Český Těšín is located about 12 km south of Karviná and 23 km east of Ostrava. It lies on the border with Poland in the historical region of Cieszyn Silesia and is a twin city with the Polish city of Cieszyn. The town is situated in the Moravian-Silesian Foothills, on the left bank of the Olza River. The highest point is the hill Šachta at 427 m above sea level.

==History==

The first written mention of Těšín is from 1155, when a castle called Tescin was mentioned in a deed of Pope Adrian IV. In 1290, the settlement was first referred to as a town.

The area was originally a small western suburb of the town of Cieszyn, the capital of the Duchy of Cieszyn, which was established in 1290, during the fragmentation of Poland into smaller duchies. It was ruled by the Piast dynasty until 1653, and by the Habsburg dynasty afterwards. Under Austrian rule, it was known under its Germanized name Teschen. It was known for its national and cultural diversity, consisting mostly of German, Polish, Jewish and Czech communities. In 1849, the western part of Teschen was home to only 14.9% of the town's total population: in 1880 24% and in 1910 33.4%. There was also a small but lively Hungarian community in the town, mostly officers and administrative workers.

From 1870 (when the Košice–Bohumín Railway was put into operation) until 1914, there was a construction boom and the districts that forms the today's Český Těšín were built.

According to the Austrian census of 1910, Teschen had 22,489 inhabitants, 13,254 (61.5%) of them were German-speaking, 6,832 (31.7%) were Polish-speaking and 1,437 (6.6%) were Czech-speaking.
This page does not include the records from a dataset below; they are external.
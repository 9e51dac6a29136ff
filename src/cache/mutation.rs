//! Optimistic mutations with snapshot rollback.

use color_eyre::{eyre::eyre, Result};
use serde::{de::DeserializeOwned, Serialize};
use std::future::Future;
use tracing::{debug, info, warn};

use super::key::QueryKey;
use super::layer::QueryClient;
use super::settlement::{InvalidationPolicy, Settlement};
use crate::notify::{Notification, Notifier};

/// One optimistic write against the cached lists under a prefix.
///
/// Protocol, in order:
/// 1. cancel in-flight fetches under the list prefix
/// 2. snapshot every cached list under it
/// 3. splice the provisional change into each list
/// 4. send the request
/// 5. on failure restore the snapshot and notify the error
/// 6. on success notify the confirmation
/// 7. settle: invalidate the targets, whatever the outcome
///
/// Once the request has been sent its outcome is what `execute` returns.
/// Cache failures during rollback or settlement are logged and leave the
/// entries to be refetched on a later read.
pub struct Mutation<'a> {
  client: &'a QueryClient,
  notifier: &'a dyn Notifier,
  lists: QueryKey,
  settlement: Settlement,
  success_title: String,
  success_message: String,
  error_title: String,
}

impl<'a> Mutation<'a> {
  pub fn new(
    client: &'a QueryClient,
    notifier: &'a dyn Notifier,
    lists: QueryKey,
    policy: InvalidationPolicy,
  ) -> Self {
    let settlement = Settlement::new(policy).target(lists.clone());
    Self {
      client,
      notifier,
      lists,
      settlement,
      success_title: "Saved".to_string(),
      success_message: String::new(),
      error_title: "Request failed".to_string(),
    }
  }

  /// Also invalidate `key` on settlement.
  pub fn invalidate(mut self, key: QueryKey) -> Self {
    self.settlement = self.settlement.target(key);
    self
  }

  pub fn on_success(mut self, title: impl Into<String>, message: impl Into<String>) -> Self {
    self.success_title = title.into();
    self.success_message = message.into();
    self
  }

  pub fn on_error(mut self, title: impl Into<String>) -> Self {
    self.error_title = title.into();
    self
  }

  /// Run the mutation. `splice` computes the provisional list from a cached one.
  pub async fn execute<T, U, S, Fut>(self, splice: S, request: Fut) -> Result<U>
  where
    T: Serialize + DeserializeOwned,
    S: Fn(Vec<T>) -> Vec<T>,
    Fut: Future<Output = Result<U>>,
  {
    self.client.cancel_queries(&self.lists)?;

    let snapshot = self.client.snapshot(&self.lists)?;
    for (key, entry) in &snapshot {
      let current: Vec<T> = serde_json::from_value(entry.data.clone())
        .map_err(|e| eyre!("Failed to decode cached list {}: {}", key, e))?;
      self.client.set_query_data(key, &splice(current))?;
    }
    debug!(lists = %self.lists, patched = snapshot.len(), "applied optimistic update");

    let outcome = request.await;

    match &outcome {
      Ok(_) => {
        info!(title = %self.success_title, "mutation succeeded");
        self.notifier.notify(Notification::success(
          self.success_title.as_str(),
          self.success_message.as_str(),
        ));
      }
      Err(e) => {
        warn!(lists = %self.lists, error = %e, "mutation failed, rolling back");
        if let Err(restore_error) = self.client.restore(&snapshot) {
          warn!(lists = %self.lists, error = %restore_error, "rollback failed");
        }
        self
          .notifier
          .notify(Notification::error(self.error_title.as_str(), &e.to_string()));
      }
    }

    if let Err(e) = self.settlement.reconcile(self.client).await {
      warn!(lists = %self.lists, error = %e, "settlement failed");
    }
    outcome
  }
}

#[cfg(test)]
mod tests {
  use super::*;
  use crate::cache::key::{EntityKeys, Filters};
  use crate::cache::storage::{CacheEntry, CacheStorage, MemoryStorage};
  use crate::notify::{NotificationLevel, RecordingNotifier, GENERIC_ERROR};
  use std::sync::atomic::{AtomicBool, Ordering};
  use std::sync::Arc;

  /// Memory storage whose writes or invalidations can be switched off.
  #[derive(Default)]
  struct FlakyStorage {
    inner: MemoryStorage,
    fail_puts: AtomicBool,
    fail_invalidation: AtomicBool,
  }

  impl CacheStorage for FlakyStorage {
    fn get(&self, key: &QueryKey) -> Result<Option<CacheEntry>> {
      self.inner.get(key)
    }

    fn put(&self, key: &QueryKey, entry: &CacheEntry) -> Result<()> {
      if self.fail_puts.load(Ordering::SeqCst) {
        return Err(eyre!("disk I/O error"));
      }
      self.inner.put(key, entry)
    }

    fn entries_with_prefix(&self, prefix: &QueryKey) -> Result<Vec<(QueryKey, CacheEntry)>> {
      self.inner.entries_with_prefix(prefix)
    }

    fn mark_invalid(&self, prefix: &QueryKey) -> Result<usize> {
      if self.fail_invalidation.load(Ordering::SeqCst) {
        return Err(eyre!("database is locked"));
      }
      self.inner.mark_invalid(prefix)
    }

    fn clear(&self) -> Result<()> {
      self.inner.clear()
    }
  }

  fn flaky_setup() -> (QueryClient, Arc<FlakyStorage>, RecordingNotifier) {
    let storage = Arc::new(FlakyStorage::default());
    let client = QueryClient::new(storage.clone());
    client
      .set_query_data(&DEPARTMENTS.list(&Filters::new()), &vec!["a", "b"])
      .unwrap();
    (client, storage, RecordingNotifier::default())
  }

  const DEPARTMENTS: EntityKeys = EntityKeys::new("departments");

  fn setup() -> (QueryClient, RecordingNotifier) {
    let client = QueryClient::new(Arc::new(MemoryStorage::new()));
    let mut active = Filters::new();
    active.insert("active".to_string(), "true".to_string());
    client
      .set_query_data(&DEPARTMENTS.list(&Filters::new()), &vec!["a", "b"])
      .unwrap();
    client
      .set_query_data(&DEPARTMENTS.list(&active), &vec!["a"])
      .unwrap();
    (client, RecordingNotifier::default())
  }

  #[tokio::test]
  async fn test_splice_applies_to_every_cached_list() {
    let (client, notifier) = setup();
    let lists_seen_during_request = {
      let reader = client.clone();
      async move {
        let all: Vec<String> = reader
          .get_query_data(&DEPARTMENTS.list(&Filters::new()))?
          .unwrap_or_default();
        Ok::<_, color_eyre::Report>(all)
      }
    };

    let during: Vec<String> = Mutation::new(
      &client,
      &notifier,
      DEPARTMENTS.lists(),
      InvalidationPolicy::Awaited,
    )
    .execute(
      |mut list: Vec<String>| {
        list.push("c".to_string());
        list
      },
      lists_seen_during_request,
    )
    .await
    .unwrap();

    assert_eq!(during, vec!["a", "b", "c"]);
    let mut active = Filters::new();
    active.insert("active".to_string(), "true".to_string());
    assert_eq!(
      client
        .get_query_data::<Vec<String>>(&DEPARTMENTS.list(&active))
        .unwrap(),
      Some(vec!["a".to_string(), "c".to_string()])
    );
    assert!(client.is_invalidated(&DEPARTMENTS.list(&active)).unwrap());

    let notes = notifier.notifications();
    assert_eq!(notes.len(), 1);
    assert_eq!(notes[0].level, NotificationLevel::Success);
  }

  #[tokio::test]
  async fn test_failure_restores_exact_snapshot() {
    let (client, notifier) = setup();
    let before = client.snapshot(&DEPARTMENTS.lists()).unwrap();

    let result: Result<()> = Mutation::new(
      &client,
      &notifier,
      DEPARTMENTS.lists(),
      InvalidationPolicy::Awaited,
    )
    .on_error("Failed to delete department")
    .execute(
      |list: Vec<String>| list.into_iter().filter(|d| d != "a").collect(),
      async { Err(eyre!("department still has employees")) },
    )
    .await;

    assert!(result.is_err());
    let after: Vec<_> = client
      .snapshot(&DEPARTMENTS.lists())
      .unwrap()
      .into_iter()
      .map(|(key, mut entry)| {
        // settlement marks the restored entries invalid
        entry.invalidated = false;
        (key, entry)
      })
      .collect();
    let mut before_sorted = before;
    let mut after_sorted = after;
    before_sorted.sort_by_key(|(k, _)| k.to_string());
    after_sorted.sort_by_key(|(k, _)| k.to_string());
    assert_eq!(before_sorted, after_sorted);

    let notes = notifier.notifications();
    assert_eq!(notes[0].level, NotificationLevel::Error);
    assert_eq!(notes[0].title, "Failed to delete department");
    assert_eq!(notes[0].message, "department still has employees");
  }

  #[tokio::test]
  async fn test_empty_error_message_uses_fallback() {
    let (client, notifier) = setup();
    let _ = Mutation::new(
      &client,
      &notifier,
      DEPARTMENTS.lists(),
      InvalidationPolicy::FireAndForget,
    )
    .execute(|list: Vec<String>| list, async { Err::<(), _>(eyre!("")) })
    .await;
    client.drain().await.unwrap();

    assert_eq!(notifier.notifications()[0].message, GENERIC_ERROR);
  }

  #[tokio::test]
  async fn test_server_success_survives_settlement_failure() {
    let (client, storage, notifier) = flaky_setup();
    storage.fail_invalidation.store(true, Ordering::SeqCst);

    let created: u32 = Mutation::new(
      &client,
      &notifier,
      DEPARTMENTS.lists(),
      InvalidationPolicy::Awaited,
    )
    .execute(
      |mut list: Vec<String>| {
        list.push("c".to_string());
        list
      },
      async { Ok(42) },
    )
    .await
    .unwrap();

    assert_eq!(created, 42);
    assert_eq!(
      client
        .get_query_data::<Vec<String>>(&DEPARTMENTS.list(&Filters::new()))
        .unwrap(),
      Some(vec!["a".to_string(), "b".to_string(), "c".to_string()])
    );
    assert_eq!(notifier.notifications()[0].level, NotificationLevel::Success);
  }

  #[tokio::test]
  async fn test_failed_rollback_still_settles_and_reports_server_error() {
    let (client, storage, notifier) = flaky_setup();
    let request = {
      let storage = storage.clone();
      async move {
        storage.fail_puts.store(true, Ordering::SeqCst);
        Err::<(), _>(eyre!("name already taken"))
      }
    };

    let err = Mutation::new(
      &client,
      &notifier,
      DEPARTMENTS.lists(),
      InvalidationPolicy::Awaited,
    )
    .execute(|list: Vec<String>| list, request)
    .await
    .unwrap_err();

    assert_eq!(err.to_string(), "name already taken");
    // The rollback could not be written, so settlement must still mark the list
    assert!(client.is_invalidated(&DEPARTMENTS.list(&Filters::new())).unwrap());
    assert_eq!(notifier.notifications()[0].message, "name already taken");
  }
}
The most populous religious groups were Roman Catholics with 15,138 (67.3%) followed by Protestants with 5,174 (23%) and the Jews with 2,112 (9.4%).

Following the fall of Austria-Hungary, Czech and Polish local governments were established. Both of them claimed that the whole of Cieszyn Silesia belonged to Czechoslovakia or Poland respectively. To calm down the friction which developed, the local governments concluded an interim agreement on division of the area running along ethnic lines. The division line imposed by the interim agreement was seen as unacceptable by the central Czechoslovak government, mainly because the crucial railway connecting the Czech lands with eastern Slovakia was controlled by Poland, and access to that railway was vital for Czechoslovakia at that time.

Despite the division being only interim, Poland decided to organise elections to the Sejm (Polish parliament) in the area. To prevent this, Czechoslovakia decided to attack the Polish part of the region on 23 January 1919. After the Polish–Czechoslovak War, Czechoslovakia forced Poland, which was at that time at war also with the West Ukrainian National Republic, to withdraw from the larger part of the area. After a ceasefire, the entire area was divided by the decision of the Spa Conference from July 1920, thus in practice creating the Trans-Olza area, leaving a sizable Polish minority on the Czech side and dividing the town of Cieszyn between the two states.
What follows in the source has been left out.